[Saved entries]
■ ■ ■ ■

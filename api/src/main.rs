//! Calcmon API Server Binary
//!
//! Entry point for the Calcmon monitoring service.

#![deny(unsafe_code)]

use anyhow::Result;

#[tokio::main]
async fn main() -> Result<()> {
    // Load .env if present, then initialize tracing
    dotenvy::dotenv().ok();

    tracing_subscriber::fmt()
        .with_env_filter(
            tracing_subscriber::EnvFilter::try_from_default_env()
                .unwrap_or_else(|_| tracing_subscriber::EnvFilter::new("info")),
        )
        .init();

    api::run_server().await
}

■ ■ ■ ■

Every word of the data above should be given again, exactly as it stands.

■ **Completed exercise**
filename api/src/main.rs
//! Calcmon API Server Binary
//!
//! Entry point for the Calcmon monitoring service.

#![deny(unsafe_code)]

use anyhow::Result;

#[tokio::main]
async fn main() -> Result<()> {
    // Load .env if present, then initialize tracing
    dotenvy::dotenv().ok();

    tracing_subscriber::fmt()
        .with_env_filter(
            tracing_subscriber::EnvFilter::try_from_default_env()
                .unwrap_or_else(|_| tracing_subscriber::EnvFilter::new("info")),
        )
        .init();

    api::run_server().await
}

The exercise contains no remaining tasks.